О подчинении женщины | страница 65



Разве это не должно извратить весь порядок человеческого существования, в индивидуальном и общественном смысле? Ведь это совершенно сходно со спесивым чувством дворянина, воображающего себя целой головой выше других именно потому, что он явился на свет благородным.

Отношение между мужем и женой очень сходно с расстоянием, отдалявшим ленного господина от его вассала, с тою только разницею, что вассал никогда не принуждался к такому безграничному повиновению, на какое обречена замужняя женщина. Но как бы подчинение ни действовало на характер вассала в дурную и хорошую сторону, можно ли не видеть, что для господина влияние это главнейшим образом вело к худу? При этом было все равно, видел ли он действительное превосходство своих вассалов над собою или чувствовал, что ему позволили командовать над людьми, которые были ничем не хуже его, не ради каких-либо его заслуг и трудов, а только в силу того, что он, как выражается фигаро, побеспокоился родиться. Самообожание восточного деспота или феодального барона совершенно гармонирует с самообожанием человека-самца. Люди, взлелеянные при своем подрастании незаслуженными отличиями, невольно строят на них свою гордыню. Только очень немногие – и притом из наилучшего разбора людей – умеют соединять скромность с привилегиями, приобретенными вследствие заслуг или, как чувствуют они сами, превышающими меру заслуг. Остальные смертные проникаются спесью, и притом спесью наихудшего сорта, которая опирается на случайные преимущества, а не на собственное достоинство человека. Особенно же худо бывает, когда чувство превосходства над целою массою другого пола соединяется с личною командою над одним существом из этой половины.

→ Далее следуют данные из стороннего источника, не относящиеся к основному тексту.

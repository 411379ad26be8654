//! # Development notation
//!
//! A compact text form of model content used by tests and debugging:
//!
//! ```text
//! <paragraph>fo[]ar</paragraph><paragraph alignment="right">b[az</paragraph>
//! <blockQuote><paragraph>x<$text bold="true">y</$text>]</paragraph></blockQuote>
//! ```
//!
//! Elements are tags, attributed text is wrapped in `<$text>`, and `[` / `]`
//! mark the ends of the selection (`[]` when collapsed). Attribute values
//! are read as JSON when they parse as JSON (`"true"`, `"3"`) and as plain
//! strings otherwise.

use logos::Logos;
use quire_common::{ModelError, ModelResult};
use serde_json::{json, Value};
use tracing::debug;

use crate::batch::BatchType;
use crate::model::Model;
use crate::node::{Attributes, NodeId};
use crate::position::{Position, PositionOffset};
use crate::range::Range;
use crate::selection::Selection;
use crate::tree::Tree;
use crate::writer::Writer;

const TEXT_TAG: &str = "$text";

/// Tokens of the content level. Tags are lexed whole and their insides
/// handed to [`TagToken`].
#[derive(Logos, Debug, Clone, PartialEq)]
enum Token<'src> {
    #[regex(r"</[a-zA-Z$][a-zA-Z0-9_$:-]*>", |lex| { let s = lex.slice(); &s[2..s.len() - 1] })]
    Close(&'src str),

    #[regex(r"<[a-zA-Z$][^>]*>", |lex| { let s = lex.slice(); &s[1..s.len() - 1] })]
    Open(&'src str),

    #[token("[")]
    SelectionStart,

    #[token("]")]
    SelectionEnd,

    #[regex(r"[^<\[\]]+", |lex| lex.slice())]
    Text(&'src str),
}

#[derive(Logos, Debug, Clone, PartialEq)]
#[logos(skip r"[ \t\r\n]+")]
enum TagToken<'src> {
    #[regex(r"[a-zA-Z$][a-zA-Z0-9_$:-]*", |lex| lex.slice())]
    Name(&'src str),

    #[regex(r#""([^"\\]|\\.)*""#, |lex| { let s = lex.slice(); &s[1..s.len() - 1] })]
    Value(&'src str),

    #[token("=")]
    Equals,

    #[token("/")]
    Slash,
}

/// Parsed content, independent of any tree.
#[derive(Debug, Clone, PartialEq)]
pub enum ParsedNode {
    Element {
        name: String,
        attributes: Attributes,
        children: Vec<ParsedNode>,
    },
    Text {
        data: String,
        attributes: Attributes,
    },
}

/// Result of [`parse_notation`]: top-level nodes and selection paths
/// relative to their container.
#[derive(Debug, Clone, Default, PartialEq)]
pub struct ParsedData {
    pub nodes: Vec<ParsedNode>,
    pub selection: Option<(Vec<usize>, Vec<usize>)>,
}

struct Frame {
    name: String,
    attributes: Attributes,
    children: Vec<ParsedNode>,
    offset: usize,
}

impl Frame {
    fn new(name: &str, attributes: Attributes) -> Self {
        Self {
            name: name.to_string(),
            attributes,
            children: Vec::new(),
            offset: 0,
        }
    }

    fn push_text(&mut self, data: &str, attributes: &Attributes) {
        self.offset += data.chars().count();
        if let Some(ParsedNode::Text { data: last, attributes: last_attributes }) = self.children.last_mut() {
            if last_attributes == attributes {
                last.push_str(data);
                return;
            }
        }
        self.children.push(ParsedNode::Text {
            data: data.to_string(),
            attributes: attributes.clone(),
        });
    }
}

Допустим, что положение это может служить школою добросовестной и сердечной снисходительности для тех людей, в характере которых добросовестность и мягкосердие составляют наиболее выдающиеся черты; но зато для людей иного накала это будет правильно организованной академией или гимназией, воспитывающей в них кичливость и надменную грубость. Если в обращении с другими равными им людьми пороки эти и обуздываются неизбежностью отпора, то тем бесцеремоннее проявляются они по отношению к тем лицам, которые по своему положению обязаны их сносить, и очень часто подобные господа вымещают на несчастной жене невольное стеснение, к какому обязывают их все другие отношения.

Итак, когда домашнее существование строится на отношениях, совершенно противоречащих главнейшим принципам социальной справедливости, то и воспитание, по самой природе человека, производит на его чувства такое плачевное, извращающее влияние, что при нашем настоящем опыте никакие усилия воображения не могут представить нам, какого добра мы можем ожидать от устранения этой нелепости. Как бы воспитание и цивилизация ни старались о том, чтобы освободить человеческий характер от влияния закона силы и заменить их влияниями справедливости, все это останется на поверхности до тех пор, пока неприятель не будет атакован в самой цитадели. Современное движение в области морали и политики задалось тем принципом, что только одни поступки дают право на уважение, что люди могут требовать почтительного обхождения не в силу того, кто они, а что они делают, наконец (и это всего важнее), что только заслуги, а не рождение, дают исключительное право на власть и господство.